-------- WORKING DATA --------

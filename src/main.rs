#![windows_subsystem = "windows"]
//! TIBCO to Spring Boot Converter - Main entry point

use mimalloc::MiMalloc;

#[global_allocator]
static GLOBAL: MiMalloc = MiMalloc;

mod app;
mod backend;
mod constants;
mod error;
mod form;
mod output;
mod progress;
mod settings;
mod theme;
mod types;
mod ui;
mod utils;

use app::App;
use constants::*;
use eframe::egui;
use tracing::{error, info};
use utils::{get_data_dir, rasterize_icon};

/// Initialize file logging. Returns a guard that must be held for the app lifetime.
fn init_logging(data_dir: &std::path::Path) -> tracing_appender::non_blocking::WorkerGuard {
    use tracing_subscriber::{fmt, prelude::*, EnvFilter};

    let logs_dir = data_dir.join("logs");
    std::fs::create_dir_all(&logs_dir).ok();

    let file_appender = tracing_appender::rolling::daily(&logs_dir, "tibco-converter.log");
    let (non_blocking, guard) = tracing_appender::non_blocking(file_appender);

    let env_filter = EnvFilter::try_from_default_env()
        .unwrap_or_else(|_| EnvFilter::new("info,tibco_converter=debug"));

    tracing_subscriber::registry()
        .with(env_filter)
        .with(
            fmt::layer()
                .with_writer(non_blocking)
                .with_ansi(false)
                .with_target(true)
                .with_thread_ids(false)
                .with_file(true)
                .with_line_number(true),
        )
        .init();

    guard
}

fn main() -> eframe::Result<()> {
    let data_dir = get_data_dir();
    std::fs::create_dir_all(&data_dir).ok();

    // Initialize logging - guard must live for entire app lifetime
    let _log_guard = init_logging(&data_dir);

    info!(version = APP_VERSION, "TIBCO Converter starting");

    let settings = settings::Settings::load(&data_dir);
    info!(backend = %settings.backend_url, "Using conversion service");

    let runtime = match tokio::runtime::Runtime::new() {
        Ok(rt) => rt,
        Err(e) => {
            error!(error = %e, "Failed to start async runtime");
            panic!("Failed to start async runtime: {}", e);
        }
    };

    let win_pos = match (settings.window_x, settings.window_y) {
        (Some(x), Some(y)) => Some(egui::pos2(x, y)),
        _ => None,
    };
    let win_size = match (settings.window_w, settings.window_h) {
        (Some(w), Some(h)) => Some(egui::vec2(w, h)),
        _ => None,
    };

    let mut viewport = egui::ViewportBuilder::default()
        .with_inner_size(win_size.unwrap_or(egui::vec2(1000.0, 860.0)))
        .with_min_inner_size([720.0, 600.0])
        .with_title("TIBCO to Spring Boot Converter");

    if let Some((rgba, width, height)) = rasterize_icon(256) {
        viewport = viewport.with_icon(std::sync::Arc::new(egui::IconData { rgba, width, height }));
    }

    let needs_center = win_pos.is_none();

    if let Some(pos) = win_pos {
        viewport = viewport.with_position(pos);
    }

    let options = eframe::NativeOptions {
        viewport,
        ..Default::default()
    };

    eframe::run_native(
        "TIBCO to Spring Boot Converter",
        options,
        Box::new(move |cc| {
            let mut app = App::new(cc, settings, data_dir, runtime);
            app.needs_center = needs_center;
            Ok(Box::new(app))
        }),
    )
}

// ============================================================================
// MAIN UPDATE LOOP
// ============================================================================

impl eframe::App for App {
    fn update(&mut self, ctx: &egui::Context, _frame: &mut eframe::Frame) {
        // Track window position/size for saving on exit
        ctx.input(|i| {
            if let Some(rect) = i.viewport().outer_rect {
                self.window_pos = Some(rect.min);
            }
            if let Some(rect) = i.viewport().inner_rect {
                self.window_size = Some(rect.size());
            }
        });

        // Center window on first launch
        if self.needs_center {
            self.needs_center = false;
            if let Some(cmd) = egui::ViewportCommand::center_on_screen(ctx) {
                ctx.send_viewport_cmd(cmd);
            }
        }

        self.poll_conversion();

        egui::CentralPanel::default()
            .frame(egui::Frame::new().fill(theme::BG_BASE).inner_margin(egui::Margin::symmetric(24, 0)))
            .show(ctx, |ui| {
                self.render_main(ui, ctx);
            });

        self.render_settings_modal(ctx);
        self.render_toast(ctx);

        // Keep polling while the background task runs
        if self.is_converting() {
            ctx.request_repaint_after(std::time::Duration::from_millis(100));
        }
    }

    fn on_exit(&mut self, _gl: Option<&eframe::glow::Context>) {
        info!("Application shutting down");
        self.save_settings();
    }
}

--------

In the records, how many lines have the word "backend" in them? Only the number is needed.

2